Publié le 05 décembre 2011 par Abouchard

Il y a 2 mois, j’ai écrit un article au sujet de ZeroMQ. Si vous ne l’avez pas encore lu, je vous le conseille, je pense avoir réussi à expliquer de manière assez simple les concepts de base de cette bibliothèque réseau aux fonctionnalités très puissantes.

Pour joindre l’utile à l’agréable (comprendre : pour faire un peu de R&D, monter mes équipes en compétence sur des projets intéressants pour l’entreprise), j’ai demandé à mon administrateur système de sortir de sa «zone de confort», et de coder un petit projet en PHP utilisant ZeroMQ.

Le projet

L’idée est de mettre en place un serveur de sauvegarde centralisé. Ce serveur contient un gros disque dur (en fait, plusieurs, mais j’y reviendrai), sur lequel est stocké une copie de tous les fichiers qui doivent être sauvegardés sur les postes de travail.
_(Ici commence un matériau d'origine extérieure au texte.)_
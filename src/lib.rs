//! # volume-compositor
//!
//! Rendering core for interactive medical volume viewers. Given one or
//! more co-registered volumes this crate produces a single composited RGBA
//! slice image, and keeps producing it as the user scrolls, zooms, pans,
//! adjusts window/level or opacity, paints or places markers.
//!
//! The pieces, leaf first:
//!  - [`VolumeBuffer`]: an immutable decoded volume with spacing, axis codes
//!    and a cached value range
//!  - [`ColorTransferFunction`]: continuous (window/level through a named
//!    colormap) or discrete (label palette) value to RGBA mapping
//!  - [`Layer`]: a volume with its display parameters; extracts resampled
//!    axial, coronal or sagittal slices
//!  - [`AnnotationLayer`]: a label mask and a list of markers in the same
//!    index space, shared copy-on-write with linked views
//!  - [`SliceCompositor`]: blends the visible layers bottom to top, then the
//!    mask and markers
//!  - [`Viewport`]: view state, layer stack and the pointer gesture state
//!    machine a host GUI drives
//!
//!  The crate does no I/O of its own and never decides when to redraw. It
//!  only computes a frame when asked. With the default `dicom` feature,
//!  [`VolumeLoader`](volume_loader::VolumeLoader) turns an axial DICOM
//!  series into a [`VolumeBuffer`].
//!
//! # Conventions
//!
//!  - Physical coordinates are RAS+. Array axis 0 lies on left/right, 1 on
//!    anterior/posterior, 2 on superior/inferior; the [`Orientation`] codes
//!    say which way each one points.
//!  - Layer stacks are bottom first: entry 0 is drawn first.
//!  - Pan is in output pixels. At zoom 1 the slice fits the output,
//!    aspect-correct and centered; the slice center is always drawn at
//!    `(width / 2 + pan_x, height / 2 + pan_y)`.
//!  - Radiological display by default: axial and coronal views show
//!    patient right on the left of the screen.
//!
//! # Examples
//!
//! ## Compositing a label mask over a CT volume
//!
//! ```no_run
//! # use std::sync::Arc;
//! # use volume_compositor::{
//! #     ColorTransferFunction, LabelPalette, Layer, Orientation, ViewDirection, ViewerConfig,
//! #     Viewport, VolumeBuffer,
//! # };
//! let dims = [64, 64, 32];
//! let n = dims.iter().product::<usize>();
//! let ct = VolumeBuffer::new(vec![0.0; n], dims, [0.8, 0.8, 2.5], Orientation::LPS)
//!     .expect("should have matched dimensions");
//! let labels = VolumeBuffer::new(vec![0.0; n], dims, [0.8, 0.8, 2.5], Orientation::LPS)
//!     .expect("should have matched dimensions");
//!
//! let mut viewport = Viewport::new(ViewerConfig::default(), ViewDirection::Axial, 512, 512)
//!     .expect("should have accepted the default config");
//! viewport.add_layer(Layer::grayscale("ct", Arc::new(ct)));
//! viewport.add_layer(
//!     Layer::new(
//!         "labels",
//!         Arc::new(labels),
//!         ColorTransferFunction::discrete(LabelPalette::segmentation()),
//!     )
//!     .with_opacity(0.5),
//! );
//! viewport.scroll(3);
//! viewport.render().save("slice.png").expect("should have written the image");
//! ```

pub mod annotation;
pub mod colormap;
pub mod compositor;
pub mod config;
pub mod enums;
pub mod error;
pub mod geometry;
mod interpolator;
pub mod layer;
pub mod transfer;
pub mod viewport;
pub mod volume;
#[cfg(feature = "dicom")]
pub mod volume_loader;

pub use annotation::{AnnotationLayer, AnnotationSnapshot, Marker, MarkerId};
pub use colormap::{ColorCurve, ColormapRegistry, LabelPalette};
pub use compositor::{SliceCompositor, ViewState};
pub use config::{MarkerStyle, ViewerConfig};
pub use enums::{AxisCode, BlendMode, DisplayConvention, Interpolation, ViewDirection};
pub use error::{Error, Result};
pub use geometry::{Orientation, SlicePlane, SliceTransform, VolumeGeometry};
pub use layer::{Layer, LayerId, LayerStack, StackEntry};
pub use transfer::{AlphaMode, ColorTransferFunction, Window};
pub use viewport::{CursorReadout, Interaction, RedrawReason, Viewport};
pub use volume::VolumeBuffer;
Tous les jours, ce serveur doit lancer une série de rsync pour synchroniser le disque dur local avec les machines à sauvegarder. C’est l’étape de “backup”.

Par la suite, nous recopions les données sur un second disque dur. Chaque dimanche, une copie complète est effectuée, alors que tous les autres jours de la semaine on se contente de faire une copie incrémentale pour ajouter les nouveaux fichiers. C’est l’étape d’“archivage”.

(oui, je sais, on pourrait utiliser un logiciel de sauvegarde comme Amanda, mais l’aspect R&D serait vachement moins évident, hein)

La réalisation

Tout cela n’a rien de bien sorcier. On pourrait faire un simple programme, lancé par crontab, qui lanceraient séquentiellement un rsync sur chaque poste de travail, puis qui effectuerait séquentiellement l’archivage de chaque machine. Le truc, c’est qu’en faisant ainsi, on perdrait un temps fou. De nos jours, on a des processeurs multi-cœurs, des réseaux gigabit ou plus… Ce serait quand même idiot de ne pas mener plusieurs sauvegardes en parallèle.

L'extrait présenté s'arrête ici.